I don’t know why G-d decides to give my cousin a brilliant brain, but the inability to express his thoughts coherently. I don’t know why He chooses to allow some people to be tormented by their own minds. I don’t know why He allows women to be raped, children to be abused, or people to starve. And I often go back and forth between the questions of “Where is G-d?” and more importantly… “Where is humanity?”
Steuss,
Thank you for sharing this. It was very moving. I relate to it strongly, although our paths may diverge. I try to be open about the fact that several of my family members suffer from bipolar disorder, including my intelligent, creative, and determined 20 year old son, because I want to de-stigmatize it, and I want people to know that it is a disease that can be successfully treated. (I’m not insinuating you have bipolar, but this is the disease that has touched my family in particular.) The greatest gift my ex-husband has ever given my son was to see what a life with untreated bipolar looks like, and what it does to the people who love the person suffering from the disease. My son is determined to control his disease (would that there were a cure), and so far has done a tremendous job doing so. You would never suspect he has a serious mental illness, and will have it the rest of his life. He’s like the diabetic who controls his diet and takes his meds – it’s something that has to be dealt with, but is not destroying his life.
Although I have family members that suffer from the illness, I do not have bipolar and do not have a depressive personality in general. But I have been to h*ll and back along with my son, in trying to learn how to control his symptoms and dealing with the fall-out when they were not under control. If I had not already been an atheist, I guarantee watching my son suffer through this torment, and reading about the illness in general, would have made me one – not because of the suffering, per se, but because of what mental illnesses teach us about how the mind works in the first place. A person who suffers from untreated bipolar often engages in behavior that others, and particularly religion, would label as immoral and acts of free will. One example is hyper-sexuality. Although my son was too young to go through that phase, I was on a list with parents of bipolar teens and heard all their stories, and remember my bipolar roommate from college (back before I had ever heard of the disease, but it’s clear, in retrospect, this is what was wrong with her – a stunningly creative and brilliant girl whose life was being ravaged by an undiagnosed mental illness) who would literally have sex with strangers off the street when she was manic. This was not a choice she made with free will or agency. It was a choice that was dictated by the chemical composition of her brain at that moment. Can you imagine if she, later in the throes of the inevitable, mind-dulling, weeks-long depressions, had gone to clergy for help, knowing she had “sinned”? How gladly she would have accepted the fault, the blame, for her current depression.
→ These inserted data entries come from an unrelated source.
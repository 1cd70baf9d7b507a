//! Watched queries: a feature plus the arguments its fetch is called with.

use crate::config::Feature;
use crate::source::{
    Arrival, BoundingBox, Departure, Journey, JourneysOptions, Movement, RadarOptions,
    RefreshJourneyOptions, StationBoardOptions, TransitSource, Trip, TripOptions,
};

/// One background query, polled by its own [`Poller`](crate::poll::Poller).
#[derive(Debug, Clone, PartialEq)]
pub enum Query {
    Departures {
        stop: String,
        opt: StationBoardOptions,
    },
    Arrivals {
        stop: String,
        opt: StationBoardOptions,
    },
    Journeys {
        from: String,
        to: String,
        opt: JourneysOptions,
    },
    RefreshJourney {
        id: String,
        opt: RefreshJourneyOptions,
    },
    Trip {
        id: String,
        line_name: String,
        opt: TripOptions,
    },
    Radar {
        bbox: BoundingBox,
        opt: RadarOptions,
    },
}

impl Query {
    pub fn departures(stop: impl Into<String>) -> Self {
        Self::Departures {
            stop: stop.into(),
            opt: StationBoardOptions::default(),
        }
    }

    pub fn arrivals(stop: impl Into<String>) -> Self {
        Self::Arrivals {
            stop: stop.into(),
            opt: StationBoardOptions::default(),
        }
    }

    pub fn journeys(from: impl Into<String>, to: impl Into<String>) -> Self {
        Self::Journeys {
            from: from.into(),
            to: to.into(),
            opt: JourneysOptions::default(),
        }
    }

    pub fn refresh_journey(id: impl Into<String>) -> Self {
        Self::RefreshJourney {
            id: id.into(),
            opt: RefreshJourneyOptions::default(),
        }
    }

    pub fn trip(id: impl Into<String>, line_name: impl Into<String>) -> Self {
        Self::Trip {
            id: id.into(),
            line_name: line_name.into(),
            opt: TripOptions::default(),
        }
    }

    pub fn radar(bbox: BoundingBox) -> Self {
        Self::Radar {
            bbox,
            opt: RadarOptions::default(),
        }
    }

    /// The feature whose cache and toggle this query belongs to.
    pub fn feature(&self) -> Feature {
        match self {
            Query::Departures { .. } => Feature::Departures,
            Query::Arrivals { .. } => Feature::Arrivals,
            Query::Journeys { .. } | Query::RefreshJourney { .. } => Feature::Journeys,
            Query::Trip { .. } => Feature::Trips,
            Query::Radar { .. } => Feature::Movements,
        }
    }

    /// Run the query once against `source`.
    pub async fn fetch(&self, source: &dyn TransitSource) -> anyhow::Result<Fetched> {
        Ok(match self {
            Query::Departures { stop, opt } => Fetched::Departures(source.departures(stop, opt).await?),
            Query::Arrivals { stop, opt } => Fetched::Arrivals(source.arrivals(stop, opt).await?),
            Query::Journeys { from, to, opt } => {
                Fetched::Journeys(source.journeys(from, to, opt).await?)
            }
            Query::RefreshJourney { id, opt } => {
                Fetched::Journey(source.refresh_journey(id, opt).await?)
            }
            Query::Trip { id, line_name, opt } => Fetched::Trip(source.trip(id, line_name, opt).await?),
            Query::Radar { bbox, opt } => Fetched::Movements(source.radar(bbox, opt).await?),
        })
    }
}

/// The raw answer to a [`Query`].
#[derive(Debug, Clone, PartialEq)]
pub enum Fetched {
    Departures(Vec<Departure>),
    Arrivals(Vec<Arrival>),
    Journeys(Vec<Journey>),
    Journey(Journey),
    Trip(Trip),
    Movements(Vec<Movement>),
}

impl Fetched {
    /// Number of top-level entities in the answer.
    pub fn len(&self) -> usize {
        match self {
            Fetched::Departures(v) => v.len(),
            Fetched::Arrivals(v) => v.len(),
            Fetched::Journeys(v) => v.len(),
            Fetched::Movements(v) => v.len(),
            Fetched::Journey(_) | Fetched::Trip(_) => 1,
        }
    }

    pub fn is_empty(&self) -> bool {
        self.len() == 0
    }
}
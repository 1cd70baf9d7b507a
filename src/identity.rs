//! Identity keys used to recognise an entity across polls.
//!
//! Every top-level entity kind has a natural key (a trip id, a journey id,
//! ...).  When a source omits that field the entity is keyed by a digest of
//! its full contents instead, so a malformed entity is still emitted once
//! rather than never or on every poll.

use std::fmt;

use serde::Serialize;
use sha2::{Digest, Sha256};

use crate::source::{Arrival, Departure, Journey, Location, Movement, Trip};

/// Kinds of entity that carry an identity key.
#[derive(Debug, Clone, Copy, PartialEq, Eq, Hash)]
pub enum EntityKind {
    Departure,
    Arrival,
    Journey,
    Trip,
    Movement,
}

impl EntityKind {
    pub fn as_str(self) -> &'static str {
        match self {
            EntityKind::Departure => "departure",
            EntityKind::Arrival => "arrival",
            EntityKind::Journey => "journey",
            EntityKind::Trip => "trip",
            EntityKind::Movement => "movement",
        }
    }
}

impl fmt::Display for EntityKind {
    fn fmt(&self, f: &mut fmt::Formatter<'_>) -> fmt::Result {
        f.write_str(self.as_str())
    }
}

/// A top-level entity the observer de-duplicates.
pub trait Entity: Serialize + fmt::Debug {
    const KIND: EntityKind;

    /// The key prescribed for this kind, or `None` if the fields it is built
    /// from are missing.
    fn natural_key(&self, resolver: &IdentityResolver) -> Option<String>;
}

/// Derives identity keys. Pure and infallible.
#[derive(Debug, Clone, Copy, PartialEq, Eq)]
pub struct IdentityResolver {
    movement_precision: u8,
}

impl Default for IdentityResolver {
    fn default() -> Self {
        Self::new(3)
    }
}

impl IdentityResolver {
    /// `movement_precision` is the number of decimal places a vehicle's
    /// position is rounded to before it becomes part of its key.
    pub fn new(movement_precision: u8) -> Self {
        Self { movement_precision }
    }

    /// Identity key of `entity`, falling back to a structural digest.
    pub fn key_of<E: Entity>(&self, entity: &E) -> String {
        match entity.natural_key(self) {
            Some(key) => key,
            None => {
                let key = structural_key(entity);
                tracing::debug!(kind = %E::KIND, %key, "entity lacks identity field, keying structurally");
                key
            }
        }
    }

    /// `"lat,lon"` rounded to the configured precision.
    pub fn quantize(&self, location: &Location) -> String {
        let precision = usize::from(self.movement_precision);
        // Adding 0.0 folds -0.0 into 0.0 so both print the same.
        let round = |v: f64| {
            let scale = 10f64.powi(i32::from(self.movement_precision));
            (v * scale).round() / scale + 0.0
        };
        format!(
            "{:.*},{:.*}",
            precision,
            round(location.latitude),
            precision,
            round(location.longitude)
        )
    }
}

/// SHA-256 of the entity's JSON form, prefixed with `~` so it never collides
/// with a natural key.
fn structural_key<E: Serialize + fmt::Debug>(entity: &E) -> String {
    let bytes = serde_json::to_vec(entity).unwrap_or_else(|_| format!("{entity:?}").into_bytes());
    format!("~{:x}", Sha256::digest(&bytes))
}

fn non_empty(s: &Option<String>) -> Option<&str> {
    s.as_deref().filter(|s| !s.is_empty())
}

impl Entity for Departure {
    const KIND: EntityKind = EntityKind::Departure;

    fn natural_key(&self, _: &IdentityResolver) -> Option<String> {
        let trip_id = non_empty(&self.trip_id)?;
        Some(match &self.stop {
            Some(stop) => format!("{trip_id}@{}", stop.id),
            None => trip_id.to_owned(),
        })
    }
}

impl Entity for Arrival {
    const KIND: EntityKind = EntityKind::Arrival;

    fn natural_key(&self, _: &IdentityResolver) -> Option<String> {
        let trip_id = non_empty(&self.trip_id)?;
        Some(match &self.stop {
            Some(stop) => format!("{trip_id}@{}", stop.id),
            None => trip_id.to_owned(),
        })
    }
}

impl Entity for Journey {
    const KIND: EntityKind = EntityKind::Journey;

    fn natural_key(&self, _: &IdentityResolver) -> Option<String> {
        non_empty(&self.id).map(str::to_owned)
    }
}

impl Entity for Trip {
    const KIND: EntityKind = EntityKind::Trip;

    fn natural_key(&self, _: &IdentityResolver) -> Option<String> {
        non_empty(&self.id).map(str::to_owned)
    }
}

impl Entity for Movement {
    const KIND: EntityKind = EntityKind::Movement;

    fn natural_key(&self, resolver: &IdentityResolver) -> Option<String> {
        let trip = non_empty(&self.trip)?;
        Some(match &self.location {
            Some(location) => format!("{trip}@{}", resolver.quantize(location)),
            None => trip.to_owned(),
        })
    }
}

// ---------------------------------------------------------------------------
// Tests
// ---------------------------------------------------------------------------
Other traits manifested by people with bipolar are less extreme, but still the type of behavior that annoys other people, like extreme self-centeredness and grandiosity. Unless it is so extreme as to be obviously delusional, this just looks like bad personality traits that the person just ought to “fix”. But it is out of the person’s control.
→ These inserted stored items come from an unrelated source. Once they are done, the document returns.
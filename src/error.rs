//! Observer error types.

use thiserror::Error;

use crate::config::Feature;

#[derive(Debug, Error)]
pub enum ObserveError {
    /// The transit source failed to answer a query.
    #[error("fetching {feature} failed: {source:#}")]
    Fetch {
        feature: Feature,
        #[source]
        source: anyhow::Error,
    },

    /// The event sink rejected an event. The event is not retried.
    #[error("delivering {event} event failed: {source:#}")]
    Sink {
        event: &'static str,
        #[source]
        source: anyhow::Error,
    },
}

impl ObserveError {
    pub(crate) fn fetch(feature: Feature, source: anyhow::Error) -> Self {
        Self::Fetch { feature, source }
    }

    /// The feature this error belongs to, if it is a fetch failure.
    pub fn feature(&self) -> Option<Feature> {
        match self {
            Self::Fetch { feature, .. } => Some(*feature),
            Self::Sink { .. } => None,
        }
    }
}
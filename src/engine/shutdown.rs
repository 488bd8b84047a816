//! Cooperative cancellation for the tail loop.
//!
//! The engine checks the signal at each suspension point (backend calls and the inter-poll
//! sleep). A keyboard interrupt flips it through [`spawn_ctrl_c_listener`].

use tokio::sync::watch;
use tokio::task::JoinHandle;

/// Triggers shutdown; cheap to clone
#[derive(Debug, Clone)]
pub struct ShutdownHandle {
    tx: watch::Sender<bool>,
}

/// Observes shutdown
#[derive(Debug, Clone)]
pub struct ShutdownSignal {
    rx: watch::Receiver<bool>,
}

/// Create a connected handle/signal pair
pub fn channel() -> (ShutdownHandle, ShutdownSignal) {
    let (tx, rx) = watch::channel(false);
    (ShutdownHandle { tx }, ShutdownSignal { rx })
}

impl ShutdownHandle {
    pub fn trigger(&self) {
        log::debug!("Shutdown triggered");
        self.tx.send_replace(true);
    }
}

impl ShutdownSignal {
    pub fn is_triggered(&self) -> bool {
        *self.rx.borrow()
    }

    /// Resolves once shutdown is triggered. Never resolves if every handle is dropped first.
    /// Cancel safe.
    pub async fn wait(&mut self) {
        loop {
            if *self.rx.borrow_and_update() {
                return;
            }
            if self.rx.changed().await.is_err() {
                std::future::pending::<()>().await;
            }
        }
    }
}

/// Forward the first Ctrl-C to `handle`.
///
/// Installing the listener replaces the default SIGINT behaviour, so call it only once the
/// interactive startup phase is over.
pub fn spawn_ctrl_c_listener(handle: ShutdownHandle) -> JoinHandle<()> {
    tokio::spawn(async move {
        match tokio::signal::ctrl_c().await {
            Ok(()) => handle.trigger(),
            Err(e) => log::warn!("Unable to listen for Ctrl-C: {}", e),
        }
    })
}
Yes, bipolar is a disorder, but it teaches us something about how the brain works in the first place. The lesson that I found clear was that our behavior is often dictated by the chemical composition in our physical brain, and that is out of our control. This made me seriously doubt the idea of “free will” in the first place. (I do believe a form of free will exists within certain parameters set by factors out of our control.)
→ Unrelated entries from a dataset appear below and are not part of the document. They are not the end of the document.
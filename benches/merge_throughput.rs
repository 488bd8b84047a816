use criterion::{black_box, criterion_group, criterion_main, BenchmarkId, Criterion};
use cwtail::backend::MemoryBackend;
use cwtail::engine::merge_batches;
use cwtail::fetcher::{EventFetcher, FetchWindow, ManualClock, StreamStrategy};
use cwtail::{LogEvent, LogTarget};
use rand::{Rng, SeedableRng};
use rand_chacha::ChaCha8Rng;
use std::sync::Arc;
use std::time::Duration;
use tokio::runtime::Runtime;

/// Per-target batches with jittered, individually sorted timestamps
fn create_batches(targets: usize, events_per_target: usize) -> Vec<(Arc<LogTarget>, Vec<LogEvent>)> {
    let mut rng = ChaCha8Rng::seed_from_u64(42);
    (0..targets)
        .map(|t| {
            let target = Arc::new(LogTarget::new(format!("/aws/lambda/service-{t}")));
            let mut timestamp = 1_700_000_000_000i64;
            let events = (0..events_per_target)
                .map(|i| {
                    timestamp += rng.gen_range(0..50);
                    LogEvent::new(timestamp, format!("INFO service-{t}: request {i} handled"))
                })
                .collect();
            (target, events)
        })
        .collect()
}

fn bench_merge(c: &mut Criterion) {
    let mut group = c.benchmark_group("merge_batches");
    group.sample_size(20);
    group.measurement_time(Duration::from_secs(3));

    for (targets, per_target) in [(2, 5_000), (5, 2_000), (10, 1_000)] {
        let batches = create_batches(targets, per_target);
        group.bench_with_input(
            BenchmarkId::new("targets", targets),
            &batches,
            |b, batches| {
                b.iter(|| black_box(merge_batches(batches.clone())));
            },
        );
    }

    group.finish();
}

fn bench_paginated_fetch(c: &mut Criterion) {
    let rt = Runtime::new().unwrap();
    let mut group = c.benchmark_group("fetch");
    group.sample_size(10);

    let mut rng = ChaCha8Rng::seed_from_u64(7);
    for page_size in [100usize, 1_000, 10_000] {
        let backend = Arc::new(MemoryBackend::with_page_sizes(50, page_size));
        for i in 0..20_000 {
            let stream = format!("2024/03/01/[$LATEST]{:02}", i % 16);
            backend.push_event("/app", &stream, rng.gen_range(0..1_000_000), "m");
        }
        let fetcher = EventFetcher::with_clock(
            backend,
            StreamStrategy::default(),
            Arc::new(ManualClock::new(2_000_000)),
        );
        let target = LogTarget::new("/app");

        group.bench_with_input(
            BenchmarkId::new("page_size", page_size),
            &fetcher,
            |b, fetcher| {
                b.iter(|| {
                    let events = rt.block_on(fetcher.fetch(
                        &target,
                        "",
                        FetchWindow::new(0, None),
                        10_000,
                    ));
                    black_box(events)
                });
            },
        );
    }

    group.finish();
}

criterion_group!(benches, bench_merge, bench_paginated_fetch);
criterion_main!(benches);
//! cwtail - tail CloudWatch Logs groups and log sets in the terminal.

use anyhow::{Context, Result};
use cwtail::engine::TailOutcome;
use cwtail::CwtailError;

/// Conventional status for a run ended by SIGINT
const EXIT_INTERRUPTED: i32 = 130;

fn init_logging(verbose: u8) {
    let level = match verbose {
        0 => "warn",
        1 => "debug",
        _ => "trace",
    };
    env_logger::Builder::from_env(env_logger::Env::default().default_filter_or(level))
        .target(env_logger::Target::Stderr)
        .init();
}

fn exit_code(err: &anyhow::Error) -> i32 {
    err.downcast_ref::<CwtailError>()
        .map_or(1, CwtailError::exit_code)
}

async fn run() -> Result<TailOutcome> {
    let cli = cwtail::cli::parse();
    init_logging(cli.verbose);
    log::debug!("cwtail {} starting with {:?}", cwtail::VERSION, cli);

    let identifier = cli.identifier.clone();
    cwtail::app::run(cli)
        .await
        .with_context(|| format!("Failed to tail '{identifier}'"))
}

#[tokio::main]
async fn main() {
    let code = match run().await {
        Ok(TailOutcome::Completed) => 0,
        Ok(TailOutcome::Interrupted) => EXIT_INTERRUPTED,
        Err(err) => {
            eprintln!("Error: {:#}", err);
            exit_code(&err)
        }
    };
    std::process::exit(code);
}

#[cfg(test)]
mod tests {
    use super::*;

    #[test]
    fn test_version_constant() {
        assert!(!cwtail::VERSION.is_empty());
    }

    #[test]
    fn test_exit_code_from_domain_error() {
        let usage = anyhow::Error::from(CwtailError::usage("bad flags"));
        assert_eq!(exit_code(&usage), 2);

        let wrapped = anyhow::Error::from(CwtailError::usage("bad flags")).context("while starting");
        assert_eq!(exit_code(&wrapped), 2);

        let other = anyhow::anyhow!("unrelated failure");
        assert_eq!(exit_code(&other), 1);
    }
}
My ex-husband was diagnosed with bipolar in the last year of our marriage – a marriage that had already been destroyed by his disease (and since he refuses treatment, the disease has almost completely destroyed his relationships with his children, as well, tragically). Of course, when he grew up, child-onset bipolar was unheard of, so who knows how much help he would have gotten. But by the time he was a young adult, he should have been getting professional intervention. But his family didn’t believe in that stuff, and still don’t. They believe in religion and whippings to straighten out the wayward. This still disturbs me, not just because of the inheritance this gives to my children, but due to the fact that ex-husband is a man of considerable charm, intelligence, and talents. His life has been altered forever by an untreated disease. I don’t blame Mormonism alone for this, but the LDS influence in his upbringing was part of the reason his parents never sought help for him when he was young. They just didn’t trust psychiatrists and psychologists, and still don’t.
I do believe the LDS church is making progress, but like with most progress it’s made, it is following the lead set by larger society.